[ASSIGNED TASK]: Only lines containing the string "derive" belong in the answer; copy all of them from the entries.

[INPUT RECORDS — start]

//! Weekly time slot model.
//!
//! A slot is a same-day interval `[start, end)` at minute resolution on a
//! Monday-first week. Everything else in the crate (availability, double
//! booking, weekly hours) is built on [`TimeSlot::overlaps`],
//! [`TimeSlot::contains`] and [`TimeSlot::duration_minutes`].
//!
//! # Comparability
//! Slots on different days never overlap and never contain each other.

use std::fmt;

use chrono::{NaiveTime, Timelike, Weekday};
use serde::{Deserialize, Serialize};

use crate::error::{Result, ScheduleError};

const TIME_FORMAT: &str = "%H:%M";

/// A half-open weekly interval `[start, end)` on a single day.
///
/// Invariant: `start < end`. Fields are private so the invariant
/// holds for every value, including deserialized ones.
#[derive(Debug, Clone, Copy, PartialEq, Eq, Hash, Serialize, Deserialize)]
#[serde(try_from = "RawTimeSlot", into = "RawTimeSlot")]
pub struct TimeSlot {
    day: Weekday,
    start: NaiveTime,
    end: NaiveTime,
}

#[derive(Serialize, Deserialize)]
struct RawTimeSlot {
    day: Weekday,
    start_time: String,
    end_time: String,
}

impl TimeSlot {
    /// Creates a slot, truncating both bounds to whole minutes.
    ///
    /// Fails with `EntityInvalid` unless `start < end`.
    pub fn new(day: Weekday, start: NaiveTime, end: NaiveTime) -> Result<Self> {
        let start = truncate_to_minute(start);
        let end = truncate_to_minute(end);
        if start >= end {
            return Err(ScheduleError::entity_invalid(format!(
                "time slot on {} must start before it ends ({} >= {})",
                day_name(day),
                start.format(TIME_FORMAT),
                end.format(TIME_FORMAT)
            )));
        }
        Ok(Self { day, start, end })
    }

    /// Creates a slot from `"HH:MM"` strings.
    pub fn parse(day: Weekday, start: &str, end: &str) -> Result<Self> {
        Self::new(day, parse_time(start)?, parse_time(end)?)
    }

    /// Creates a slot from minute-of-day offsets.
    pub fn from_minutes(day: Weekday, start_minute: u32, end_minute: u32) -> Result<Self> {
        Self::new(day, minute_to_time(start_minute)?, minute_to_time(end_minute)?)
    }

    /// Day of week.
    #[inline]
    pub fn day(&self) -> Weekday {
        self.day
    }

    /// Monday-first ordinal (0 = Monday, 6 = Sunday).
    #[inline]
    pub fn day_index(&self) -> u32 {
        self.day.num_days_from_monday()
    }

    /// Start time of day (inclusive).
    #[inline]
    pub fn start(&self) -> NaiveTime {
        self.start
    }

    /// End time of day (exclusive).
    #[inline]
    pub fn end(&self) -> NaiveTime {
        self.end
    }

    /// Start as minutes since midnight.
    #[inline]
    pub fn start_minute(&self) -> u32 {
        self.start.num_seconds_from_midnight() / 60
    }

    /// End as minutes since midnight.
    #[inline]
    pub fn end_minute(&self) -> u32 {
        self.end.num_seconds_from_midnight() / 60
    }

    /// Length in minutes.
    #[inline]
    pub fn duration_minutes(&self) -> u32 {
        self.end_minute() - self.start_minute()
    }

    /// Length in hours.
    pub fn duration_hours(&self) -> f64 {
        f64::from(self.duration_minutes()) / 60.0
    }

    /// Whether two slots share any instant.
    ///
    /// Touching endpoints do not overlap. A slot overlaps itself.
    pub fn overlaps(&self, other: &Self) -> bool {
        self.day == other.day && self.start < other.end && other.start < self.end
    }

    /// Whether `other` lies entirely within this slot.
    pub fn contains(&self, other: &Self) -> bool {
        self.day == other.day && other.start >= self.start && other.end <= self.end
    }

    /// `"HH:MM"` rendering of the start time.
    pub fn start_label(&self) -> String {
        self.start.format(TIME_FORMAT).to_string()
    }

    /// `"HH:MM"` rendering of the end time.
    pub fn end_label(&self) -> String {
        self.end.format(TIME_FORMAT).to_string()
    }
}

impl fmt::Display for TimeSlot {
    fn fmt(&self, f: &mut fmt::Formatter<'_>) -> fmt::Result {
        write!(
            f,
            "{} {}-{}",
            day_name(self.day),
            self.start_label(),
            self.end_label()
        )
    }
}

impl TryFrom<RawTimeSlot> for TimeSlot {
    type Error = ScheduleError;

    fn try_from(raw: RawTimeSlot) -> Result<Self> {
        Self::parse(raw.day, &raw.start_time, &raw.end_time)
    }
}

impl From<TimeSlot> for RawTimeSlot {
    fn from(slot: TimeSlot) -> Self {
        Self {
            day: slot.day,
            start_time: slot.start_label(),
            end_time: slot.end_label(),
        }
    }
}

/// Full English day name (`"Monday"`).
pub fn day_name(day: Weekday) -> &'static str {
    match day {
        Weekday::Mon => "Monday",
        Weekday::Tue => "Tuesday",
        Weekday::Wed => "Wednesday",
        Weekday::Thu => "Thursday",
        Weekday::Fri => "Friday",
        Weekday::Sat => "Saturday",
        Weekday::Sun => "Sunday",
    }
}

/// Parses `"HH:MM"`.
pub fn parse_time(value: &str) -> Result<NaiveTime> {
    NaiveTime::parse_from_str(value.trim(), TIME_FORMAT).map_err(|e| {
        ScheduleError::entity_invalid(format!("invalid time of day '{value}': {e}"))
    })
}

fn minute_to_time(minute: u32) -> Result<NaiveTime> {
    NaiveTime::from_hms_opt(minute / 60, minute % 60, 0).ok_or_else(|| {
        ScheduleError::entity_invalid(format!("minute of day out of range: {minute}"))
    })
}

fn truncate_to_minute(t: NaiveTime) -> NaiveTime {
    t.with_second(0)
        .and_then(|t| t.with_nanosecond(0))
        .unwrap_or(t)
}

#[cfg(test)]
mod tests {
    use super::*;

    fn slot(day: Weekday, start: &str, end: &str) -> TimeSlot {
        TimeSlot::parse(day, start, end).unwrap()
    }

    #[test]
    fn test_duration() {
        let s = slot(Weekday::Mon, "08:30", "10:00");
        assert_eq!(s.duration_minutes(), 90);
        assert!((s.duration_hours() - 1.5).abs() < 1e-10);
        assert_eq!(s.day_index(), 0);
    }

    #[test]
    fn test_start_must_precede_end() {
        assert!(TimeSlot::parse(Weekday::Mon, "10:00", "10:00").is_err());
        assert!(TimeSlot::parse(Weekday::Mon, "11:00", "10:00").is_err());
        assert!(TimeSlot::parse(Weekday::Mon, "25:00", "26:00").is_err());
    }

    #[test]
    fn test_overlap_half_open() {
        let a = slot(Weekday::Mon, "09:00", "10:00");
        let b = slot(Weekday::Mon, "09:30", "10:30");
        let c = slot(Weekday::Mon, "10:00", "11:00"); // touching
        let d = slot(Weekday::Tue, "09:00", "10:00");

        assert!(a.overlaps(&b));
        assert!(!a.overlaps(&c));
        assert!(!a.overlaps(&d));
        assert!(a.overlaps(&a));
    }

    #[test]
    fn test_overlap_symmetric() {
        let days = [Weekday::Mon, Weekday::Tue];
        let mut slots = Vec::new();
        for &day in &days {
            for start in (0..6).map(|h| 8 * 60 + h * 30) {
                for len in [30, 60, 90] {
                    slots.push(TimeSlot::from_minutes(day, start, start + len).unwrap());
                }
            }
        }
        for a in &slots {
            for b in &slots {
                assert_eq!(a.overlaps(b), b.overlaps(a), "{a} vs {b}");
            }
        }
    }

    #[test]
    fn test_contains() {
        let window = slot(Weekday::Mon, "08:00", "12:00");
        assert!(window.contains(&slot(Weekday::Mon, "08:00", "09:00")));
        assert!(window.contains(&slot(Weekday::Mon, "11:00", "12:00")));
        assert!(!window.contains(&slot(Weekday::Mon, "11:30", "12:30")));
        assert!(!window.contains(&slot(Weekday::Tue, "09:00", "10:00")));
    }

    #[test]
    fn test_display() {
        let s = slot(Weekday::Wed, "14:00", "15:30");
        assert_eq!(s.to_string(), "Wednesday 14:00-15:30");
    }

    #[test]
    fn test_serde_validates() {
        let s: TimeSlot = serde_json::from_str(
            r#"{"day":"Mon","start_time":"08:00","end_time":"09:00"}"#,
        )
        .unwrap();
        assert_eq!(s, slot(Weekday::Mon, "08:00", "09:00"));

        let json = serde_json::to_value(s).unwrap();
        assert_eq!(json["start_time"], "08:00");

        let bad = serde_json::from_str::<TimeSlot>(
            r#"{"day":"Mon","start_time":"09:00","end_time":"08:00"}"#,
        );
        assert!(bad.is_err());
    }
}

[INPUT RECORDS — finish]

[WRITTEN RESPONSE]:
#[derive(Debug, Clone, Copy, PartialEq, Eq, Hash, Serialize, Deserialize)]
#[derive(Serialize, Deserialize)]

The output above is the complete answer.